## Source material

■ ■ ■ ■ ■ ■ ■

//! Combat Triggers
//!
//! This example shows one-shot triggers: an attack input moves Idle to
//! Attacking, and a second press is needed to reach Comboing.
//!
//! Key concepts:
//! - Triggers are consumed by the jump that uses them
//! - Unused triggers reset at the end of the tick
//! - Definition validation before the machine runs
//!
//! Run with: RUST_LOG=chroma_fsm=debug cargo run --example combat_triggers

use chroma_fsm::builder::{StateMachineBuilder, TransitionBuilder};
use chroma_fsm::core::{ConditionOperator, StateGraph};
use chroma_fsm::validation::{collect_issues, ValidationStrategy};
use tracing_subscriber::EnvFilter;

fn main() -> Result<(), Box<dyn std::error::Error>> {
    tracing_subscriber::fmt()
        .with_env_filter(EnvFilter::from_default_env())
        .init();

    println!("=== Combat Triggers ===\n");

    let mut graph = StateGraph::new();
    let idle = graph.add_empty_state("Idle");
    let attacking = graph.add_empty_state("Attacking");
    let comboing = graph.add_empty_state("Comboing");
    let staggered = graph.add_empty_state("Staggered");

    graph.add_transition(
        idle,
        TransitionBuilder::new().to(attacking).on_trigger("attack").build()?,
    )?;
    graph.add_transition(
        attacking,
        TransitionBuilder::new().to(comboing).on_trigger("attack").build()?,
    )?;
    graph.add_transition(
        comboing,
        TransitionBuilder::new()
            .to(idle)
            .when_int("comboHits", ConditionOperator::GreaterEqual, 3)
            .build()?,
    )?;
    // Staggered is never targeted; validation reports it.
    graph.add_transition(staggered, TransitionBuilder::new().to(idle).build()?)?;

    let mut machine = StateMachineBuilder::new(graph)
        .entrypoint(idle)
        .trigger("attack")
        .int("comboHits", 0)
        .validation(ValidationStrategy::WarnAndContinue)
        .build()?;

    println!("Definition issues:");
    for issue in collect_issues(&machine.validate()) {
        println!("  - {issue}");
    }

    machine.start();
    machine.tick(0.016)?;

    println!("\nPress attack once");
    machine.activate_trigger("attack")?;
    machine.tick(0.016)?;
    println!("  current state: {:?}", machine.current_state_name());

    println!("\nIdle frame, nothing pressed");
    machine.tick(0.016)?;
    println!("  current state: {:?}", machine.current_state_name());

    println!("\nPress attack again");
    machine.activate_trigger("attack")?;
    machine.tick(0.016)?;
    println!("  current state: {:?}", machine.current_state_name());

    println!("\nCombo lands three hits");
    machine.update_int("comboHits", 3)?;
    machine.tick(0.016)?;
    println!("  current state: {:?}", machine.current_state_name());

    println!("\nPress attack after the combo");
    machine.activate_trigger("attack")?;
    match machine.tick(0.016) {
        Ok(()) => println!("  current state: {:?}", machine.current_state_name()),
        Err(error) => println!("  tick failed: {error}"),
    }

    Ok(())
}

■ ■ ■ ■ ■ ■ ■

## Requirement
Return all of the material precisely as written.

## Result below
//! Combat Triggers
//!
//! This example shows one-shot triggers: an attack input moves Idle to
//! Attacking, and a second press is needed to reach Comboing.
//!
//! Key concepts:
//! - Triggers are consumed by the jump that uses them
//! - Unused triggers reset at the end of the tick
//! - Definition validation before the machine runs
//!
//! Run with: RUST_LOG=chroma_fsm=debug cargo run --example combat_triggers

use chroma_fsm::builder::{StateMachineBuilder, TransitionBuilder};
use chroma_fsm::core::{ConditionOperator, StateGraph};
use chroma_fsm::validation::{collect_issues, ValidationStrategy};
use tracing_subscriber::EnvFilter;

fn main() -> Result<(), Box<dyn std::error::Error>> {
    tracing_subscriber::fmt()
        .with_env_filter(EnvFilter::from_default_env())
        .init();

    println!("=== Combat Triggers ===\n");

    let mut graph = StateGraph::new();
    let idle = graph.add_empty_state("Idle");
    let attacking = graph.add_empty_state("Attacking");
    let comboing = graph.add_empty_state("Comboing");
    let staggered = graph.add_empty_state("Staggered");

    graph.add_transition(
        idle,
        TransitionBuilder::new().to(attacking).on_trigger("attack").build()?,
    )?;
    graph.add_transition(
        attacking,
        TransitionBuilder::new().to(comboing).on_trigger("attack").build()?,
    )?;
    graph.add_transition(
        comboing,
        TransitionBuilder::new()
            .to(idle)
            .when_int("comboHits", ConditionOperator::GreaterEqual, 3)
            .build()?,
    )?;
    // Staggered is never targeted; validation reports it.
    graph.add_transition(staggered, TransitionBuilder::new().to(idle).build()?)?;

    let mut machine = StateMachineBuilder::new(graph)
        .entrypoint(idle)
        .trigger("attack")
        .int("comboHits", 0)
        .validation(ValidationStrategy::WarnAndContinue)
        .build()?;

    println!("Definition issues:");
    for issue in collect_issues(&machine.validate()) {
        println!("  - {issue}");
    }

    machine.start();
    machine.tick(0.016)?;

    println!("\nPress attack once");
    machine.activate_trigger("attack")?;
    machine.tick(0.016)?;
    println!("  current state: {:?}", machine.current_state_name());

    println!("\nIdle frame, nothing pressed");
    machine.tick(0.016)?;
    println!("  current state: {:?}", machine.current_state_name());

    println!("\nPress attack again");
    machine.activate_trigger("attack")?;
    machine.tick(0.016)?;
    println!("  current state: {:?}", machine.current_state_name());

    println!("\nCombo lands three hits");
    machine.update_int("comboHits", 3)?;
    machine.tick(0.016)?;
    println!("  current state: {:?}", machine.current_state_name());

    println!("\nPress attack after the combo");
    machine.activate_trigger("attack")?;
    match machine.tick(0.016) {
        Ok(()) => println!("  current state: {:?}", machine.current_state_name()),
        Err(error) => println!("  tick failed: {error}"),
    }

    Ok(())
}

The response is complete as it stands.